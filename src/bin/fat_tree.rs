use clap::Parser;
use fattree_ecmp::config::{ConfigOverrides, ControllerConfig, FlowMatrix};
use fattree_ecmp::ctl::packet::IP_PROTO_UDP;
use fattree_ecmp::routing::{FlowKey, Path, PathSelector, find_all_paths, flow_hash};
use fattree_ecmp::topo::{FatTreeTopology, Layer, NodeAddress};
use fattree_ecmp::{Error, Result};
use serde::Serialize;
use std::path::PathBuf;

#[derive(Debug, Parser)]
#[command(
    name = "fat-tree",
    about = "Print ECMP paths between fat-tree nodes"
)]
struct Args {
    /// Controller config JSON; command line flags override it
    #[arg(long)]
    config: Option<PathBuf>,

    /// Fat-tree arity (even)
    #[arg(long)]
    k: Option<usize>,

    /// Path selection: round-robin, random or hashed
    #[arg(long)]
    routing: Option<String>,

    /// Seed for the random policy
    #[arg(long)]
    seed: Option<u64>,

    /// Source node name, e.g. 0_0_2
    #[arg(long)]
    src: Option<String>,

    /// Destination node name, e.g. 1_0_2
    #[arg(long)]
    dst: Option<String>,

    /// Flow matrix JSON ({"<src host index>": [<dst host index>]})
    #[arg(long)]
    flow_matrix: Option<PathBuf>,

    /// UDP source port used for the flow hash between hosts
    #[arg(long, default_value_t = 5001)]
    sport: u16,

    /// UDP destination port used for the flow hash between hosts
    #[arg(long, default_value_t = 5001)]
    dport: u16,

    /// Print every shortest path instead of the selected one
    #[arg(long)]
    all: bool,

    /// Emit JSON on stdout
    #[arg(long)]
    json: bool,
}

#[derive(Debug, Serialize)]
struct PairReport {
    src: String,
    dst: String,
    hash: u32,
    selected: Option<Vec<String>>,
    #[serde(skip_serializing_if = "Option::is_none")]
    all: Option<Vec<Vec<String>>>,
}

#[derive(Debug, Serialize)]
struct Report {
    k: usize,
    routing: String,
    hosts: usize,
    switches: usize,
    pairs: Vec<PairReport>,
}

fn names(path: &Path) -> Vec<String> {
    path.iter().map(|n| n.name()).collect()
}

/// 主机之间按 UDP 五元组哈希，其余节点不参与哈希
fn pair_hash(topo: &FatTreeTopology, src: NodeAddress, dst: NodeAddress, args: &Args) -> u32 {
    let hosts = topo.layer(src) == Some(Layer::Host) && topo.layer(dst) == Some(Layer::Host);
    let key = hosts.then(|| FlowKey {
        src_ip: src.ip(),
        dst_ip: dst.ip(),
        protocol: IP_PROTO_UDP,
        src_port: args.sport,
        dst_port: args.dport,
    });
    flow_hash(key.as_ref())
}

fn main() -> Result<()> {
    tracing_subscriber::fmt()
        .with_env_filter(
            tracing_subscriber::EnvFilter::try_from_default_env()
                .unwrap_or_else(|_| tracing_subscriber::EnvFilter::new("info")),
        )
        .with_writer(std::io::stderr)
        .with_file(true)
        .with_line_number(true)
        .with_target(true)
        .init();

    let args = Args::parse();
    let overrides = ConfigOverrides {
        k: args.k,
        routing: args.routing.clone(),
        seed: args.seed,
    };
    let cfg = ControllerConfig::resolve(args.config.as_deref(), &overrides)?;
    let topo = FatTreeTopology::build(&cfg.topology_opts())?;
    let mut selector: PathSelector = cfg.selector();

    let pairs = match (&args.flow_matrix, &args.src, &args.dst) {
        (Some(path), None, None) => FlowMatrix::load(path)?.host_pairs(&topo)?,
        (None, Some(src), Some(dst)) => vec![(src.parse()?, dst.parse()?)],
        _ => {
            return Err(Error::Configuration(
                "pass either --src and --dst, or --flow-matrix".to_string(),
            ));
        }
    };

    let mut reports = Vec::with_capacity(pairs.len());
    for (src, dst) in pairs {
        let hash = pair_hash(&topo, src, dst, &args);
        let (selected, all) = match find_all_paths(&topo, src, dst) {
            Ok(paths) => {
                let selected = selector.select(&paths, hash).map(names);
                let all = args.all.then(|| paths.iter().map(names).collect());
                (selected, all)
            }
            Err(Error::NoPath { .. }) => (None, args.all.then(Vec::new)),
            Err(e) => return Err(e),
        };
        reports.push(PairReport {
            src: src.name(),
            dst: dst.name(),
            hash,
            selected,
            all,
        });
    }

    if args.json {
        let report = Report {
            k: topo.k(),
            routing: cfg.routing.to_string(),
            hosts: topo.hosts().len(),
            switches: topo.switch_count(),
            pairs: reports,
        };
        println!("{}", serde_json::to_string_pretty(&report)?);
        return Ok(());
    }

    println!(
        "fat-tree k={} hosts={} switches={} routing={}",
        topo.k(),
        topo.hosts().len(),
        topo.switch_count(),
        cfg.routing
    );
    for r in &reports {
        match &r.selected {
            Some(path) => println!("{} -> {}: {}", r.src, r.dst, path.join(" ")),
            None => println!("{} -> {}: no path", r.src, r.dst),
        }
        for (i, path) in r.all.iter().flatten().enumerate() {
            println!("  [{i}] {}", path.join(" "));
        }
    }
    Ok(())
}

**Assignment:** Transcribe the material exactly, so that no line is lost or altered.

**Response below:**
filename src/bin/fat_tree.rs
use clap::Parser;
use fattree_ecmp::config::{ConfigOverrides, ControllerConfig, FlowMatrix};
use fattree_ecmp::ctl::packet::IP_PROTO_UDP;
use fattree_ecmp::routing::{FlowKey, Path, PathSelector, find_all_paths, flow_hash};
use fattree_ecmp::topo::{FatTreeTopology, Layer, NodeAddress};
use fattree_ecmp::{Error, Result};
use serde::Serialize;
use std::path::PathBuf;

#[derive(Debug, Parser)]
#[command(
    name = "fat-tree",
    about = "Print ECMP paths between fat-tree nodes"
)]
struct Args {
    /// Controller config JSON; command line flags override it
    #[arg(long)]
    config: Option<PathBuf>,

    /// Fat-tree arity (even)
    #[arg(long)]
    k: Option<usize>,

    /// Path selection: round-robin, random or hashed
    #[arg(long)]
    routing: Option<String>,

    /// Seed for the random policy
    #[arg(long)]
    seed: Option<u64>,

    /// Source node name, e.g. 0_0_2
    #[arg(long)]
    src: Option<String>,

    /// Destination node name, e.g. 1_0_2
    #[arg(long)]
    dst: Option<String>,

    /// Flow matrix JSON ({"<src host index>": [<dst host index>]})
    #[arg(long)]
    flow_matrix: Option<PathBuf>,

    /// UDP source port used for the flow hash between hosts
    #[arg(long, default_value_t = 5001)]
    sport: u16,

    /// UDP destination port used for the flow hash between hosts
    #[arg(long, default_value_t = 5001)]
    dport: u16,

    /// Print every shortest path instead of the selected one
    #[arg(long)]
    all: bool,

    /// Emit JSON on stdout
    #[arg(long)]
    json: bool,
}

#[derive(Debug, Serialize)]
struct PairReport {
    src: String,
    dst: String,
    hash: u32,
    selected: Option<Vec<String>>,
    #[serde(skip_serializing_if = "Option::is_none")]
    all: Option<Vec<Vec<String>>>,
}

#[derive(Debug, Serialize)]
struct Report {
    k: usize,
    routing: String,
    hosts: usize,
    switches: usize,
    pairs: Vec<PairReport>,
}

fn names(path: &Path) -> Vec<String> {
    path.iter().map(|n| n.name()).collect()
}

/// 主机之间按 UDP 五元组哈希，其余节点不参与哈希
fn pair_hash(topo: &FatTreeTopology, src: NodeAddress, dst: NodeAddress, args: &Args) -> u32 {
    let hosts = topo.layer(src) == Some(Layer::Host) && topo.layer(dst) == Some(Layer::Host);
    let key = hosts.then(|| FlowKey {
        src_ip: src.ip(),
        dst_ip: dst.ip(),
        protocol: IP_PROTO_UDP,
        src_port: args.sport,
        dst_port: args.dport,
    });
    flow_hash(key.as_ref())
}

fn main() -> Result<()> {
    tracing_subscriber::fmt()
        .with_env_filter(
            tracing_subscriber::EnvFilter::try_from_default_env()
                .unwrap_or_else(|_| tracing_subscriber::EnvFilter::new("info")),
        )
        .with_writer(std::io::stderr)
        .with_file(true)
        .with_line_number(true)
        .with_target(true)
        .init();

    let args = Args::parse();
    let overrides = ConfigOverrides {
        k: args.k,
        routing: args.routing.clone(),
        seed: args.seed,
    };
    let cfg = ControllerConfig::resolve(args.config.as_deref(), &overrides)?;
    let topo = FatTreeTopology::build(&cfg.topology_opts())?;
    let mut selector: PathSelector = cfg.selector();

    let pairs = match (&args.flow_matrix, &args.src, &args.dst) {
        (Some(path), None, None) => FlowMatrix::load(path)?.host_pairs(&topo)?,
        (None, Some(src), Some(dst)) => vec![(src.parse()?, dst.parse()?)],
        _ => {
            return Err(Error::Configuration(
                "pass either --src and --dst, or --flow-matrix".to_string(),
            ));
        }
    };

    let mut reports = Vec::with_capacity(pairs.len());
    for (src, dst) in pairs {
        let hash = pair_hash(&topo, src, dst, &args);
        let (selected, all) = match find_all_paths(&topo, src, dst) {
            Ok(paths) => {
                let selected = selector.select(&paths, hash).map(names);
                let all = args.all.then(|| paths.iter().map(names).collect());
                (selected, all)
            }
            Err(Error::NoPath { .. }) => (None, args.all.then(Vec::new)),
            Err(e) => return Err(e),
        };
        reports.push(PairReport {
            src: src.name(),
            dst: dst.name(),
            hash,
            selected,
            all,
        });
    }

    if args.json {
        let report = Report {
            k: topo.k(),
            routing: cfg.routing.to_string(),
            hosts: topo.hosts().len(),
            switches: topo.switch_count(),
            pairs: reports,
        };
        println!("{}", serde_json::to_string_pretty(&report)?);
        return Ok(());
    }

    println!(
        "fat-tree k={} hosts={} switches={} routing={}",
        topo.k(),
        topo.hosts().len(),
        topo.switch_count(),
        cfg.routing
    );
    for r in &reports {
        match &r.selected {
            Some(path) => println!("{} -> {}: {}", r.src, r.dst, path.join(" ")),
            None => println!("{} -> {}: no path", r.src, r.dst),
        }
        for (i, path) in r.all.iter().flatten().enumerate() {
            println!("  [{i}] {}", path.join(" "));
        }
    }
    Ok(())
}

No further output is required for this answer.